Crisp days, no sandflies, fewer people, and cozying up by the hut fireplace – there are plenty of reasons to love winter on the trails.
The West Coast is home to several of New Zealand’s ‘greatest’ hikes and rides, all of which stay open during the winter months. Whatever your adventure appetite, there’s a trail for you – from the alpine ridges of the challenging Paparoa Track to the gentle West Coast Wilderness Trail, which offers riders nature by day and creature comforts by night.
These Great Walks and Great Rides will be in even greater demand soon, as international visitors join Kiwis on the trails again. So get planning your winter escape now.
The Paparoa Track was purpose-built for year-round hiking and biking.
The first Great Walk to be specifically constructed for year-round use by walkers and mountain bikers, you won’t get bogged down on the well-drained 56 km Paparoa Track.
Starting near the sleepy town of Blackball and ending at the well-known Punakaiki Pancake Rocks, the trail explores varied landscapes and terrains – from mountain ridges to a dramatic limestone gorge and lush coastal forests.
Once you reach the open alpine tops, you’ll be treated to views usually reserved only for mountaineers. On a crisp winter’s day, you’ll see all the way to Aoraki Mount Cook. Listen out for cheeky kea and the shrill calls of roroa – a giant among kiwi birds, rarely spotted outside of their mountainous South Island habitat.
On your final day, you’ll be fooled into thinking you’ve left winter behind as you wander through a nīkau-palm-fringed gorge alongside the deep, clear waters of the Pororari River.

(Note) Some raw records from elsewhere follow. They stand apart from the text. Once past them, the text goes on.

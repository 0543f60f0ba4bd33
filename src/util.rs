/// Numeric conversion helpers.
///
/// This module provides the conversions between integer and floating-point
/// types used by the value model: int → float promotion for mixed arithmetic
/// and index conversion for string indexing. Conversions that can fail return
/// an `Option` instead of wrapping or truncating silently.
pub mod num;
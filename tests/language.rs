use std::{fs, path::Path, rc::Rc, thread};

use scenev::{
    STACK_SIZE,
    error::{Error, RuntimeErrorKind},
    global_context,
    interpreter::{
        evaluator::core::MAX_EVAL_DEPTH,
        lexer::{TokenKind, tokenize},
        scope::Context,
        value::core::Value,
    },
    run,
    span::Source,
};
use walkdir::WalkDir;

#[test]
fn script_transcripts_match() {
    let mut count = 0;

    for entry in
        WalkDir::new("tests/scripts").into_iter()
                                     .filter_map(Result::ok)
                                     .filter(|e| e.path().extension().is_some_and(|ext| ext == "sv"))
    {
        let path = entry.path();
        let content =
            fs::read_to_string(path).unwrap_or_else(|e| panic!("Failed to read {path:?}: {e}"));
        count += check_transcript(path, &content);
    }

    assert!(count > 0, "No transcript lines found in tests/scripts");
}

/// Runs every `source ;; expected` line of a transcript in one session and
/// returns how many lines were checked.
fn check_transcript(path: &Path, content: &str) -> usize {
    let context = global_context();
    let mut checked = 0;

    for (i, line) in content.lines().enumerate() {
        let line = line.trim();
        if line.is_empty() || line.starts_with('#') {
            continue;
        }
        let (source, expected) = line.split_once(";;")
                                     .unwrap_or_else(|| panic!("{path:?}:{}: missing ';;'", i + 1));
        let (source, expected) = (source.trim(), expected.trim());
        let result = run(&path.display().to_string(), source, &context);

        match (expected.strip_prefix('!'), result) {
            (Some(needle), Err(e)) => {
                let report = e.to_string();
                assert!(report.contains(needle.trim()),
                        "{path:?}:{}: `{source}` failed with\n{report}\nexpected it to mention \
                         `{}`",
                        i + 1,
                        needle.trim());
            },
            (Some(_), Ok(v)) => {
                panic!("{path:?}:{}: `{source}` succeeded with {v:?}, expected {expected}", i + 1)
            },
            (None, Ok(v)) => {
                let shown = v.map(|v| v.to_string()).unwrap_or_default();
                assert_eq!(shown, expected, "{path:?}:{}: `{source}`", i + 1);
            },
            (None, Err(e)) => panic!("{path:?}:{}: `{source}` failed:\n{e}", i + 1),
        }
        checked += 1;
    }

    checked
}

fn eval_in(context: &Rc<Context>, src: &str) -> Option<Value> {
    run("<stdin>", src, context).unwrap_or_else(|e| panic!("Script failed: {e}"))
}

fn assert_value(src: &str, expected: &str) {
    let context = global_context();
    let value = eval_in(&context, src).unwrap_or_else(|| panic!("`{src}` produced no value"));
    assert_eq!(value.to_string(), expected, "source: {src}");
}

fn assert_failure(src: &str) -> Error {
    let context = global_context();
    match run("<stdin>", src, &context) {
        Ok(v) => panic!("Script succeeded with {v:?} but was expected to fail"),
        Err(e) => e,
    }
}

fn runtime_kind(src: &str) -> RuntimeErrorKind {
    match assert_failure(src) {
        Error::Runtime(e) => e.kind,
        other => panic!("expected a runtime error, got:\n{other}"),
    }
}

/// Runs `test` on a thread with the stack the interpreter is meant to run on.
fn on_interpreter_stack(test: impl FnOnce() + Send + 'static) {
    thread::Builder::new().stack_size(STACK_SIZE)
                          .spawn(test)
                          .unwrap()
                          .join()
                          .unwrap();
}

#[test]
fn lexing_produces_typed_tokens() {
    let tokens = tokenize(&Rc::new(Source::new("<stdin>", "12+3.5*2"))).unwrap();
    let kinds: Vec<_> = tokens.into_iter().map(|t| t.kind).collect();
    assert_eq!(kinds,
               vec![TokenKind::Int(12),
                    TokenKind::Plus,
                    TokenKind::Float(3.5),
                    TokenKind::Mul,
                    TokenKind::Int(2),
                    TokenKind::EndOfInput]);
}

#[test]
fn precedence_and_power_folding() {
    assert_value("2+3*4", "14");
    assert_value("(2+3)*4", "20");
    assert_value("2**3**2", "64");
}

#[test]
fn division_by_zero() {
    assert_eq!(runtime_kind("5/0"), RuntimeErrorKind::DivisionByZero);
    assert_eq!(runtime_kind("5/0.0"), RuntimeErrorKind::DivisionByZero);
}

#[test]
fn assignments_persist_across_inputs() {
    let context = global_context();
    assert!(eval_in(&context, "var x = 1").is_none());
    assert_eq!(eval_in(&context, "x").unwrap().to_string(), "1");
    eval_in(&context, "var x = 2");
    assert_eq!(eval_in(&context, "x").unwrap().to_string(), "2");
}

#[test]
fn for_loop_bindings_leak() {
    let context = global_context();
    assert!(eval_in(&context, "for i = 0 in 3 { var last = i }").is_none());
    assert_eq!(context.lookup("last").unwrap().to_string(), "2");
    assert_eq!(context.lookup("i").unwrap().to_string(), "3");
}

#[test]
fn closures_capture_defining_frame() {
    let context = global_context();
    eval_in(&context, "fn adder(x){ fn(y){ x + y } }");
    eval_in(&context, "var add3 = adder(3)");
    assert_eq!(eval_in(&context, "add3(4)").unwrap().to_string(), "7");
    assert!(context.lookup("x").is_none());
    assert!(context.lookup("y").is_none());
}

#[test]
fn function_bodies_do_not_leak_bindings() {
    let context = global_context();
    eval_in(&context, "fn f(a) { var inner = a }");
    assert!(eval_in(&context, "f(1)").is_none());
    assert!(context.lookup("inner").is_none());
    assert!(context.lookup("a").is_none());
}

#[test]
fn arity_mismatch_reports_difference() {
    let context = global_context();
    eval_in(&context, "fn pair(a, b) { a + b }");

    for (src, expected, found, text) in [("pair(1)", 2, 1, "1 too few args passed into 'pair'"),
                                         ("pair(1, 2, 3)", 2, 3, "1 too many args passed into 'pair'")]
    {
        let Err(Error::Runtime(e)) = run("<stdin>", src, &context) else {
            panic!("`{src}` should fail at runtime");
        };
        assert_eq!(e.kind,
                   RuntimeErrorKind::ArityMismatch { function: "pair".to_string(),
                                                     expected,
                                                     found });
        assert_eq!(e.kind.details(), text);
    }
}

#[test]
fn unclosed_paren_reports_missing_paren() {
    let err = assert_failure("(1+");
    assert!(matches!(&err, Error::Syntax(e) if e.message == "Expected ')'"));
    assert_eq!(err.to_string(),
               "Invalid Syntax: Expected ')'\n(File: <stdin>, Line: 1)\n\n(1+\n   ^");
}

#[test]
fn lexical_error_report() {
    let err = assert_failure("1 $ 2");
    assert!(matches!(err, Error::Lexical(_)));
    assert_eq!(err.to_string(),
               "Illegal Character: '$'\n(File: <stdin>, Line: 1)\n\n1 $ 2\n  ^");
    assert_eq!(assert_failure("1 ! 2").to_string(),
               "Expected Character: '=' (after '!')\n(File: <stdin>, Line: 1)\n\n1 ! 2\n  ^");
}

#[test]
fn runtime_error_traceback() {
    let context = global_context();
    eval_in(&context, "fn div(a) { a / 0 }");
    let err = run("<stdin>", "div(1)", &context).unwrap_err();
    assert_eq!(err.to_string(),
               "Traceback (most recent call last):\n(File <stdin>, line 1, in <program>)\n(File \
                <stdin>, line 1, in div)\nDivision By Zero: Division by zero\n\nfn div(a) { a / \
                0 }\n                ^");
}

#[test]
fn undefined_variable_points_at_use() {
    let err = assert_failure("1 + missing");
    assert_eq!(err.span().text(), "missing");
    assert_eq!(err.to_string(),
               "Traceback (most recent call last):\n(File <stdin>, line 1, in \
                <program>)\nUndefined Variable: 'missing' is not defined\n\n1 + missing\n    \
                ^^^^^^^");
}

#[test]
fn illegal_operation_spans_both_operands() {
    let err = assert_failure("\"a\" * 2");
    assert_eq!(err.span().text(), "\"a\" * 2");
    assert!(matches!(err, Error::Runtime(ref e) if e.kind.name() == "Illegal Operation"));
}

#[test]
fn calling_a_non_function() {
    let err = assert_failure("\"text\"(1)");
    assert_eq!(err.span().text(), "\"text\"");
    assert!(matches!(err, Error::Runtime(ref e) if e.kind == RuntimeErrorKind::NotCallable("string".to_string())));
}

#[test]
fn missing_value_is_an_error() {
    assert_eq!(runtime_kind("1 + (var x = 2)"), RuntimeErrorKind::MissingValue);
    assert_eq!(runtime_kind("if (for i = 0 in 1 { i }) { 1 }"), RuntimeErrorKind::MissingValue);
}

#[test]
fn value_display_text() {
    assert_value("1.0", "1");
    assert_value("2.5", "2.5");
    assert_value("\"a\\nb\"", "\"a\nb\"");
    assert_value("fn named() { 1 }", "<function named>");
    assert_value("fn () { 1 }", "<function <anonymous>>");
}

#[test]
fn logical_operators_evaluate_both_operands() {
    let undefined = RuntimeErrorKind::UndefinedVariable("nope".to_string());
    assert_eq!(runtime_kind("0 and nope"), undefined);
    assert_eq!(runtime_kind("1 or nope"), undefined);
}

#[test]
fn if_skips_cases_after_the_first_true_one() {
    assert_value("if 1 { 1 } elif nope { 2 }", "1");
    assert_value("if 0 { 1 } elif 1 { 2 } elif 1 { nope }", "2");
    assert_value("if 1 { 1 } else { 1 / 0 }", "1");
    assert_value("if 0 { nope } else { 3 }", "3");
}

#[test]
fn runaway_recursion_is_a_runtime_error() {
    on_interpreter_stack(|| {
        let context = global_context();
        eval_in(&context, "fn f(n) { if n { f(n - 1) } else { 0 } }");
        assert_eq!(eval_in(&context, "f(1000)").unwrap().to_string(), "0");

        let err = run("<stdin>", "f(20000)", &context).unwrap_err();
        assert!(matches!(&err,
                         Error::Runtime(e) if e.kind == RuntimeErrorKind::StackOverflow(MAX_EVAL_DEPTH)));
        assert!(err.to_string()
                   .contains(&format!("Stack Overflow: maximum recursion depth {MAX_EVAL_DEPTH} \
                                       exceeded")));

        // The session carries on at full depth after the failure.
        assert_eq!(eval_in(&context, "f(1000)").unwrap().to_string(), "0");
    });
}

#[test]
fn deeply_nested_input_is_a_syntax_error() {
    on_interpreter_stack(|| {
        let source = format!("{}1{}", "(".repeat(50_000), ")".repeat(50_000));
        let err = assert_failure(&source);
        assert!(matches!(&err, Error::Syntax(e) if e.message == "Expression is nested too deeply"));
        assert!(err.to_string().starts_with("Invalid Syntax: Expression is nested too deeply"));
    });
}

Two of the three Department of Conservation (DOC) huts were purpose-built for the track’s opening in 2019. They are modern, well-insulated, and have wood-burning stoves to keep you warm in winter.
The challenging Old Ghost Road was once a long-forgotten gold miners' route.
A long-forgotten gold miners’ road brought back to life by modern day pioneers, the Old Ghost Road is a must-do for confident mountain bikers and fit walkers.
As impressive as the 85 km purpose-built trail are the West Coast landscapes it traverses: sheer-sided valleys cloaked in misty forest, roaring rivers and vast views.
Trailside mining relics and ghost towns punctuate the long climb on day one, but eerie silences are less common thanks to the native birdlife flourishing off the track. A predator control programme started during the build means kākā, kea, whio/blue duck and roroa/great spotted kiwi now inhabit the dense green bush.
You might feel the crunch of snow under your feet or tyres as you climb up to the Lyell Range, dramatic mountain views from all angles. In low visibility the ridge sections are still thrilling, as you make your way through the mist to Ghost Lake Hut, where a roaring fire awaits (as well as gas cookers, running water, bucket showers and private sleepouts).
From here, there’s a snaking singletrack punctuated by a gnarly rock garden and the infamous Skyline Steps, an engineering marvel mountain bikers will need to master carrying their bike for. Then, both riders and trampers can relax into their stride over the next day or two and enjoy the vastness of the Earnest Valley, towering forests, and the last leg of the original gold miners’ trail that follows the roaring Mohikinui River.
Travel tip: Stop in at the trail-end Rough and Tumble Lodge. Soothe your tired muscles in the bush shower with river views. Share stories and a well-deserved pizza and beer with fellow adventurers on the sunny deck or by the open fire.
The easy biking West Coast Wilderness Trail travels from beach to forest, lakes and historic waterways.
If you want your winter wilderness dose to end as the sun sets, try the West Coast Wilderness Trail.
By day, you’ll cycle through ancient rainforests, along glacial rivers and beside rugged coastline. By night, you can enjoy a hot shower and a tasty meal in one of the heritage towns en route. For the best of both worlds, there are several trailside boutique B&Bs, including West Coast Scenic Waterways, complete with cosy cottages and cedar hot tubs.
Tour operators can shuttle cyclists and/or their luggage between stops, so you can choose whether you do the whole thing or dip in for a day ride. You can complete the trail in either direction, but guides recommend starting in Ross and travelling north to Greymouth.
If you do it this way around, day one starts at the charming township of Ross, known for its gold mining past and fossicking present. Hire a gold pan and head up Jones Creek or pan undercover at the Ross Goldfields Information & Heritage Centre. Then hop on your bike for bridge crossings, mountain views, historic tram lines, finishing up in the Coast’s coolest little town of Hokitika.
Days two and three take you along a 19th-century water race to glacial Lake Kaniere, up to the scenic Kawhaka Pass for views of the Southern Alps, and down a smooth sweeping boardwalk and bush trail into historic Kumara.
Ending in Greymouth, the final day winds through regenerating forest and farmland then alongside the pounding Tasman Sea – with a detour to Shantytown Heritage Park for those looking for a 4D taste of the Coast's pioneering past.